### Raw data:
::::::::::
impl MapFile {
    /// Decodes a `.civ5map` file from an in-memory buffer.
    ///
    /// A buffer that ends directly after the physical tile grid is a
    /// legitimate terminal state and produces a model with `game` unset.
    pub fn from_slice(data: &[u8]) -> Result<MapFile, Error> {
        let mut cursor = Cursor::new(data);
        let header = read_header(&mut cursor)?;

        let terrain = read_string_table(&mut cursor, "terrain table", header.terrain_data_size)?;
        let feature_terrain = read_string_table(
            &mut cursor,
            "feature terrain table",
            header.feature_terrain_data_size,
        )?;
        let feature_wonder = read_string_table(
            &mut cursor,
            "feature wonder table",
            header.feature_wonder_data_size,
        )?;
        let resources = read_string_table(&mut cursor, "resource table", header.resource_data_size)?;

        let mod_data = read_text_block(&mut cursor, "mod data", header.mod_data_size)?;
        let name = read_text_block(&mut cursor, "map name", header.map_name_length)?;
        let description =
            read_text_block(&mut cursor, "map description", header.map_description_length)?;

        let world_size = if header.version() >= 11 {
            Some(
                cursor
                    .read_var_string()
                    .map_err(|e| e.in_section("world size"))?,
            )
        } else {
            None
        };

        let tiles = read_tiles(&mut cursor, header.height, header.width)?;

        // Some map files carry only physical terrain and end here.
        if cursor.is_empty() {
            return Ok(MapFile {
                header,
                terrain,
                feature_terrain,
                feature_wonder,
                resources,
                mod_data,
                name,
                description,
                world_size,
                tiles,
                game: None,
            });
        }

        let game = read_game_info(&mut cursor, &header)?;

        Ok(MapFile {
            header,
            terrain,
            feature_terrain,
            feature_wonder,
            resources,
            mod_data,
            name,
            description,
            world_size,
            tiles,
            game: Some(game),
        })
    }

    /// Validated terrain lookup; an out-of-range index yields `""`
    pub fn terrain_str(&self, row: usize, col: usize) -> &str {
        self.tiles
            .get(row)
            .and_then(|r| r.get(col))
            .and_then(|t| self.terrain.get(usize::from(t.terrain)))
            .map(String::as_str)
            .unwrap_or("")
    }

    pub fn is_water_tile(&self, row: usize, col: usize) -> bool {
        let terrain = self.terrain_str(row, col);
        terrain == "TERRAIN_COAST" || terrain == "TERRAIN_OCEAN"
    }
}

/// Splits a fixed-size byte region into NUL-terminated strings.
///
/// Exactly `region.len()` bytes are interpreted; the entry count is implicit.
/// Bytes after the final NUL do not form an entry, matching the in-game
/// writer which always NUL-terminates.
pub(crate) fn split_nul_strings(region: &[u8]) -> Vec<String> {
    let mut out = Vec::new();
    let mut current = Vec::new();
    for &byte in region {
        if byte == 0 {
            out.push(String::from_utf8_lossy(&current).into_owned());
            current.clear();
        } else {
            current.push(byte);
        }
    }
    out
}

fn read_header(cursor: &mut Cursor) -> Result<MapHeader, Error> {
    let section = "map header";
    Ok(MapHeader {
        scenario_version: cursor.read_u8().map_err(|e| e.in_section(section))?,
        width: cursor.read_u32().map_err(|e| e.in_section(section))?,
        height: cursor.read_u32().map_err(|e| e.in_section(section))?,
        players: cursor.read_u8().map_err(|e| e.in_section(section))?,
        settings: {
            let raw = cursor.read_bytes(4).map_err(|e| e.in_section(section))?;
            [raw[0], raw[1], raw[2], raw[3]]
        },
        terrain_data_size: cursor.read_u32().map_err(|e| e.in_section(section))?,
        feature_terrain_data_size: cursor.read_u32().map_err(|e| e.in_section(section))?,
        feature_wonder_data_size: cursor.read_u32().map_err(|e| e.in_section(section))?,
        resource_data_size: cursor.read_u32().map_err(|e| e.in_section(section))?,
        mod_data_size: cursor.read_u32().map_err(|e| e.in_section(section))?,
        map_name_length: cursor.read_u32().map_err(|e| e.in_section(section))?,
        map_description_length: cursor.read_u32().map_err(|e| e.in_section(section))?,
    })
}

fn read_string_table(
    cursor: &mut Cursor,
    section: &'static str,
    size: u32,
) -> Result<Vec<String>, Error> {
    let region = cursor
        .read_bytes(size as usize)
        .map_err(|e| e.in_section(section))?;
    Ok(split_nul_strings(region))
}

fn read_text_block(cursor: &mut Cursor, section: &'static str, size: u32) -> Result<String, Error> {
    let raw = cursor
        .read_bytes(size as usize)
        .map_err(|e| e.in_section(section))?;
    Ok(String::from_utf8_lossy(raw).into_owned())
}

fn read_tiles(cursor: &mut Cursor, height: u32, width: u32) -> Result<Vec<Vec<Tile>>, Error> {
    let section = "tile grid";
    let mut rows = Vec::new();
    for _ in 0..height {
        let mut row = Vec::new();
        for _ in 0..width {
            let raw = cursor.read_bytes(8).map_err(|e| e.in_section(section))?;
            row.push(Tile {
                terrain: raw[0],
                resource: raw[1],
                feature_terrain: raw[2],
                river: raw[3],
                elevation: raw[4],
                continent: raw[5],
                feature_wonder: raw[6],
                resource_amount: raw[7],
            });
        }
        rows.push(row);
    }
    Ok(rows)
}
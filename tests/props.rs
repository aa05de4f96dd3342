use civfive::cursor::Cursor;
use civfive::derived::localize_city_name;
use quickcheck_macros::quickcheck;
use rstest::rstest;

#[quickcheck]
fn var_string_roundtrips(text: String) -> bool {
    let mut buf = (text.len() as u32).to_le_bytes().to_vec();
    buf.extend_from_slice(text.as_bytes());
    let mut cursor = Cursor::new(&buf);
    cursor.read_var_string().map(|s| s == text).unwrap_or(false) && cursor.is_empty()
}

#[quickcheck]
fn fixed_width_reads_consume_exactly(values: Vec<u32>) -> bool {
    let mut buf = Vec::new();
    for v in &values {
        buf.extend_from_slice(&v.to_le_bytes());
    }
    let mut cursor = Cursor::new(&buf);
    for v in &values {
        match cursor.read_u32() {
            Ok(read) if read == *v => {}
            _ => return false,
        }
    }
    cursor.is_empty() && cursor.read_u8().is_err()
}

#[quickcheck]
fn failed_read_never_advances(data: Vec<u8>) -> bool {
    let mut cursor = Cursor::new(&data);
    while cursor.read_u32().is_ok() {}
    let stuck = cursor.position();
    let _ = cursor.read_u32();
    cursor.position() == stuck
}

#[rstest]
#[case("TXT_KEY_CITY_NAME_OSLO", "Oslo")]
#[case("TXT_KEY_CITY_NAME_NEW_YORK", "New York")]
#[case("TXT_KEY_CITYSTATE_CAPE_TOWN", "Cape Town")]
#[case("Brasilia", "Brasilia")]
fn localization_keys(#[case] key: &str, #[case] expected: &str) {
    assert_eq!(localize_city_name(key), expected);
}
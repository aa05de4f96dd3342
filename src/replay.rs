//! Decoder for the `.civ5replay` format.
//!
//! A strictly sequential stream: preamble, game configuration, DLC and mod
//! lists, an unidentified block whose length is gated by a leading
//! discriminator, the turn range, the civilization list, per-civilization
//! statistics, the event stream, and a trailing tile-property array. Most
//! sections are expressed as declarative schemas; only the identified fields
//! are pulled out of the resulting records.

use crate::{
    cursor::Cursor,
    errors::Error,
    schema::{self, Field},
};
use std::collections::BTreeMap;

#[cfg(feature = "serde")]
use serde::{Deserialize, Serialize};

const PREAMBLE: &[Field] = &[
    Field::bytes(4, "game_name"),
    Field::u32("unknown_block1"),
    Field::var_string("game_version"),
    Field::var_string("game_build"),
    Field::u32("current_turn"),
    Field::bytes(1, "unknown_block2"),
];

pub(crate) const GAME_CONFIG: &[Field] = &[
    Field::var_string("difficulty"),
    Field::var_string("era_start"),
    Field::var_string("era_end"),
    Field::var_string("game_speed"),
    Field::var_string("world_size"),
    Field::var_string("map_filename"),
];

pub(crate) const DLC_ENTRY: &[Field] = &[
    Field::bytes(16, "dlc_id"),
    Field::bytes(4, "dlc_enabled"),
    Field::var_string("dlc_name"),
];

pub(crate) const MOD_ENTRY: &[Field] = &[
    Field::var_string("mod_id"),
    Field::bytes(4, "mod_version"),
    Field::var_string("mod_name"),
];

const PLAYER_CONFIG: &[Field] = &[
    Field::var_string("civ_name"),
    Field::var_string("leader_name"),
    Field::var_string("player_color"),
    Field::bytes(8, "unknown_block5"),
    Field::var_string("map_filename2"),
];

const TURN_RANGE: &[Field] = &[
    Field::u32("start_turn"),
    // start year can be negative, e.g. 4000 BC
    Field::i32("start_year"),
    Field::u32("end_turn"),
    Field::var_string("end_year"),
    Field::u32("zero_start_year"),
    Field::u32("zero_end_year"),
];

const TILE_PROPERTY: &[Field] = &[
    Field::u32("unknown1"),
    Field::u32("unknown2"),
    Field::u8("elevation_id"),
    Field::u8("type_id"),
    Field::u8("feature_id"),
    Field::u8("unknown3"),
];

/// A civilization entry from the replay's civilization list
#[derive(Debug, Clone, PartialEq, Eq)]
#[cfg_attr(feature = "serde", derive(Serialize, Deserialize))]
pub struct ReplayCiv {
    pub unknown: [i32; 4],
    pub leader: String,
    pub long_name: String,
    pub name: String,
    pub demonym: String,
}

/// A map coordinate affected by an event
#[derive(Debug, Clone, Copy, PartialEq, Eq)]
#[cfg_attr(feature = "serde", derive(Serialize, Deserialize))]
pub struct EventTile {
    pub x: u16,
    pub y: u16,
}

/// The modeled event types; everything else is carried opaquely
#[derive(Debug, Clone, Copy, PartialEq, Eq)]
pub enum EventKind {
    CityFounded,
    TilesClaimed,
    CityTransferred,
    TilesRazed,
    Other(u32),
}

/// A single replay event
#[derive(Debug, Clone, PartialEq, Eq)]
#[cfg_attr(feature = "serde", derive(Serialize, Deserialize))]
pub struct ReplayEvent {
    pub turn: u32,
    pub type_id: u32,
    pub tiles: Vec<EventTile>,
    pub civ_id: u32,
    /// Free-text payload; for founded events this doubles as the city-name
    /// source
    pub text: String,
}

impl ReplayEvent {
    pub fn kind(&self) -> EventKind {
        match self.type_id {
            1 => EventKind::CityFounded,
            2 => EventKind::TilesClaimed,
            3 => EventKind::CityTransferred,
            4 => EventKind::TilesRazed,
            other => EventKind::Other(other),
        }
    }
}

/// A single point of a named per-civilization time series
#[derive(Debug, Clone, Copy, PartialEq, Eq)]
#[cfg_attr(feature = "serde", derive(Serialize, Deserialize))]
pub struct DataPoint {
    pub turn: u32,
    pub value: i32,
}

/// All time series for one civilization, keyed by dataset name
#[derive(Debug, Clone, PartialEq, Eq)]
#[cfg_attr(feature = "serde", derive(Serialize, Deserialize))]
pub struct CivDataset {
    pub civ_index: usize,
    pub values: BTreeMap<String, Vec<DataPoint>>,
}

/// A fully decoded `.civ5replay` file
#[derive(Debug, Clone, PartialEq, Eq)]
#[cfg_attr(feature = "serde", derive(Serialize, Deserialize))]
pub struct ReplayFile {
    pub player_civ: String,
    pub game_version: String,
    pub game_build: String,
    pub current_turn: u32,
    pub civs: Vec<ReplayCiv>,
    pub dataset_names: Vec<String>,
    pub datasets: Vec<CivDataset>,
    pub events: Vec<ReplayEvent>,
    pub map_width: u32,
    pub map_height: u32,
}

impl ReplayFile {
    /// Decodes a `.civ5replay` file from an in-memory buffer
    pub fn from_slice(data: &[u8]) -> Result<ReplayFile, Error> {
        let mut cursor = Cursor::new(data);

        let preamble = schema::read_record(&mut cursor, "replay preamble", PREAMBLE)?;
        let game_version = preamble.str("game_version").unwrap_or("").to_string();
        let game_build = preamble.str("game_build").unwrap_or("").to_string();
        let current_turn = preamble.int("current_turn").unwrap_or(0) as u32;

        let player_civ = cursor
            .read_var_string()
            .map_err(|e| e.in_section("player civ"))?;

        schema::read_record(&mut cursor, "game config", GAME_CONFIG)?;
        schema::read_array(&mut cursor, "dlc list", DLC_ENTRY)?;
        schema::read_array(&mut cursor, "mod list", MOD_ENTRY)?;
        schema::read_record(&mut cursor, "player config", PLAYER_CONFIG)?;

        skip_unidentified_block(&mut cursor)?;

        schema::read_record(&mut cursor, "turn range", TURN_RANGE)?;

        let civs = read_civs(&mut cursor)?;
        let dataset_names = read_dataset_names(&mut cursor)?;
        let datasets = read_civ_datasets(&mut cursor, &dataset_names)?;

        cursor
            .read_u32()
            .map_err(|e| e.in_section("pre-event value"))?;

        let events = read_events(&mut cursor)?;

        let map_width = cursor
            .read_u32()
            .map_err(|e| e.in_section("map dimensions"))?;
        let map_height = cursor
            .read_u32()
            .map_err(|e| e.in_section("map dimensions"))?;

        // Superseded by the map decoder's own tile data; consumed to keep the
        // cursor honest about trailing bytes.
        schema::read_array(&mut cursor, "tile properties", TILE_PROPERTY)?;

        Ok(ReplayFile {
            player_civ,
            game_version,
            game_build,
            current_turn,
            civs,
            dataset_names,
            datasets,
            events,
            map_width,
            map_height,
        })
    }

    /// Groups events by turn, ascending
    pub fn events_by_turn(&self) -> BTreeMap<u32, Vec<&ReplayEvent>> {
        let mut turns: BTreeMap<u32, Vec<&ReplayEvent>> = BTreeMap::new();
        for event in &self.events {
            turns.entry(event.turn).or_default().push(event);
        }
        turns
    }
}

/// A run of 32-bit values with no discovered structure.
///
/// The count depends on a leading discriminator (seven trailing values when
/// it equals 2, nine otherwise), followed by a separately length-prefixed
/// array plus one extra value and a padding byte. These exist purely to keep
/// the cursor aligned.
fn skip_unidentified_block(cursor: &mut Cursor) -> Result<(), Error> {
    let section = "unidentified block";
    let discriminator = cursor.read_u32().map_err(|e| e.in_section(section))?;
    let trailing = if discriminator == 2 { 7 } else { 9 };
    for _ in 0..trailing {
        cursor.read_u32().map_err(|e| e.in_section(section))?;
    }

    let count = schema::read_count(cursor, section)?;
    for _ in 0..count + 1 {
        cursor.read_u32().map_err(|e| e.in_section(section))?;
    }

    cursor.read_u8().map_err(|e| e.in_section(section))?;
    Ok(())
}

fn read_civs(cursor: &mut Cursor) -> Result<Vec<ReplayCiv>, Error> {
    let section = "civilization list";
    let count = schema::read_count(cursor, section)?;
    let mut civs = Vec::new();
    for _ in 0..count {
        let mut unknown = [0i32; 4];
        for slot in unknown.iter_mut() {
            *slot = cursor.read_i32().map_err(|e| e.in_section(section))?;
        }
        civs.push(ReplayCiv {
            unknown,
            leader: cursor
                .read_var_string()
                .map_err(|e| e.in_section(section))?,
            long_name: cursor
                .read_var_string()
                .map_err(|e| e.in_section(section))?,
            name: cursor
                .read_var_string()
                .map_err(|e| e.in_section(section))?,
            demonym: cursor
                .read_var_string()
                .map_err(|e| e.in_section(section))?,
        });
    }
    Ok(civs)
}

fn read_dataset_names(cursor: &mut Cursor) -> Result<Vec<String>, Error> {
    let section = "dataset names";
    let count = schema::read_count(cursor, section)?;
    let mut names = Vec::new();
    for _ in 0..count {
        names.push(
            cursor
                .read_var_string()
                .map_err(|e| e.in_section(section))?,
        );
    }
    Ok(names)
}

/// Reads the 3-level nested dataset array (civ, dataset index, data points)
/// and zips each civilization's rows against the shared name table
fn read_civ_datasets(
    cursor: &mut Cursor,
    dataset_names: &[String],
) -> Result<Vec<CivDataset>, Error> {
    let section = "dataset values";
    let civ_count = schema::read_count(cursor, section)?;
    let mut datasets = Vec::new();
    for civ_index in 0..civ_count as usize {
        let row_count = schema::read_count(cursor, section)?;
        let mut rows = Vec::new();
        for _ in 0..row_count {
            let point_count = schema::read_count(cursor, section)?;
            let mut points = Vec::new();
            for _ in 0..point_count {
                points.push(DataPoint {
                    turn: cursor.read_u32().map_err(|e| e.in_section(section))?,
                    value: cursor.read_i32().map_err(|e| e.in_section(section))?,
                });
            }
            rows.push(points);
        }

        let mut values = BTreeMap::new();
        for (i, name) in dataset_names.iter().enumerate() {
            values.insert(name.clone(), rows.get(i).cloned().unwrap_or_default());
        }
        datasets.push(CivDataset { civ_index, values });
    }
    Ok(datasets)
}

/// Reads the event stream shared by the replay format and the save format's
/// decompressed payload
pub(crate) fn read_events(cursor: &mut Cursor) -> Result<Vec<ReplayEvent>, Error> {
    let section = "event list";
    let count = schema::read_count(cursor, section)?;
    let mut events = Vec::new();
    for _ in 0..count {
        let turn = cursor.read_u32().map_err(|e| e.in_section(section))?;
        let type_id = cursor.read_u32().map_err(|e| e.in_section(section))?;
        let tile_count = schema::read_count(cursor, section)?;
        let mut tiles = Vec::new();
        for _ in 0..tile_count {
            tiles.push(EventTile {
                x: cursor.read_u16().map_err(|e| e.in_section(section))?,
                y: cursor.read_u16().map_err(|e| e.in_section(section))?,
            });
        }
        let civ_id = cursor.read_u32().map_err(|e| e.in_section(section))?;
        let text = cursor
            .read_var_string()
            .map_err(|e| e.in_section(section))?;
        events.push(ReplayEvent {
            turn,
            type_id,
            tiles,
            civ_id,
            text,
        });
    }
    Ok(events)
}

#[cfg(test)]
mod tests {
    use super::*;

    fn push_var_string(buf: &mut Vec<u8>, s: &str) {
        buf.extend_from_slice(&(s.len() as u32).to_le_bytes());
        buf.extend_from_slice(s.as_bytes());
    }

    #[test]
    fn event_kinds() {
        let mut event = ReplayEvent {
            turn: 0,
            type_id: 1,
            tiles: Vec::new(),
            civ_id: 0,
            text: String::new(),
        };
        assert_eq!(event.kind(), EventKind::CityFounded);
        event.type_id = 4;
        assert_eq!(event.kind(), EventKind::TilesRazed);
        event.type_id = 17;
        assert_eq!(event.kind(), EventKind::Other(17));
    }

    #[test]
    fn reads_event_stream() {
        let mut buf = Vec::new();
        buf.extend_from_slice(&2u32.to_le_bytes());
        // turn 3, type 1, one tile, civ 0
        buf.extend_from_slice(&3u32.to_le_bytes());
        buf.extend_from_slice(&1u32.to_le_bytes());
        buf.extend_from_slice(&1u32.to_le_bytes());
        buf.extend_from_slice(&7u16.to_le_bytes());
        buf.extend_from_slice(&8u16.to_le_bytes());
        buf.extend_from_slice(&0u32.to_le_bytes());
        push_var_string(&mut buf, "Paris is founded.");
        // turn 4, type 2, no tiles, civ 3
        buf.extend_from_slice(&4u32.to_le_bytes());
        buf.extend_from_slice(&2u32.to_le_bytes());
        buf.extend_from_slice(&0u32.to_le_bytes());
        buf.extend_from_slice(&3u32.to_le_bytes());
        push_var_string(&mut buf, "");

        let mut cursor = Cursor::new(&buf);
        let events = read_events(&mut cursor).unwrap();
        assert!(cursor.is_empty());
        assert_eq!(events.len(), 2);
        assert_eq!(events[0].tiles, vec![EventTile { x: 7, y: 8 }]);
        assert_eq!(events[0].text, "Paris is founded.");
        assert_eq!(events[1].civ_id, 3);
    }

    #[test]
    fn zips_datasets_against_name_table() {
        let names = vec!["SCORE".to_string(), "GOLD".to_string()];
        let mut buf = Vec::new();
        buf.extend_from_slice(&1u32.to_le_bytes()); // one civ
        buf.extend_from_slice(&2u32.to_le_bytes()); // two rows
        buf.extend_from_slice(&1u32.to_le_bytes()); // one point
        buf.extend_from_slice(&10u32.to_le_bytes());
        buf.extend_from_slice(&55i32.to_le_bytes());
        buf.extend_from_slice(&0u32.to_le_bytes()); // empty row

        let mut cursor = Cursor::new(&buf);
        let datasets = read_civ_datasets(&mut cursor, &names).unwrap();
        assert_eq!(datasets.len(), 1);
        assert_eq!(
            datasets[0].values["SCORE"],
            vec![DataPoint {
                turn: 10,
                value: 55
            }]
        );
        assert!(datasets[0].values["GOLD"].is_empty());
    }

    #[test]
    fn discriminator_gates_unidentified_length() {
        // discriminator == 2: 7 values + count array (0 -> one extra) + pad
        let mut buf = Vec::new();
        buf.extend_from_slice(&2u32.to_le_bytes());
        buf.extend_from_slice(&[0u8; 7 * 4]);
        buf.extend_from_slice(&0u32.to_le_bytes());
        buf.extend_from_slice(&0u32.to_le_bytes());
        buf.push(0);
        let mut cursor = Cursor::new(&buf);
        skip_unidentified_block(&mut cursor).unwrap();
        assert!(cursor.is_empty());

        // any other discriminator: 9 values
        let mut buf = Vec::new();
        buf.extend_from_slice(&1u32.to_le_bytes());
        buf.extend_from_slice(&[0u8; 9 * 4]);
        buf.extend_from_slice(&0u32.to_le_bytes());
        buf.extend_from_slice(&0u32.to_le_bytes());
        buf.push(0);
        let mut cursor = Cursor::new(&buf);
        skip_unidentified_block(&mut cursor).unwrap();
        assert!(cursor.is_empty());
    }
}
::::::::::
### Directions:
Search the listing above for the string "crate". Copy every line that contains it.

### Task response:
pub(crate) fn split_nul_strings(region: &[u8]) -> Vec<String> {
use crate::{
pub(crate) const GAME_CONFIG: &[Field] = &[
pub(crate) const DLC_ENTRY: &[Field] = &[
pub(crate) const MOD_ENTRY: &[Field] = &[
pub(crate) fn read_events(cursor: &mut Cursor) -> Result<Vec<ReplayEvent>, Error> {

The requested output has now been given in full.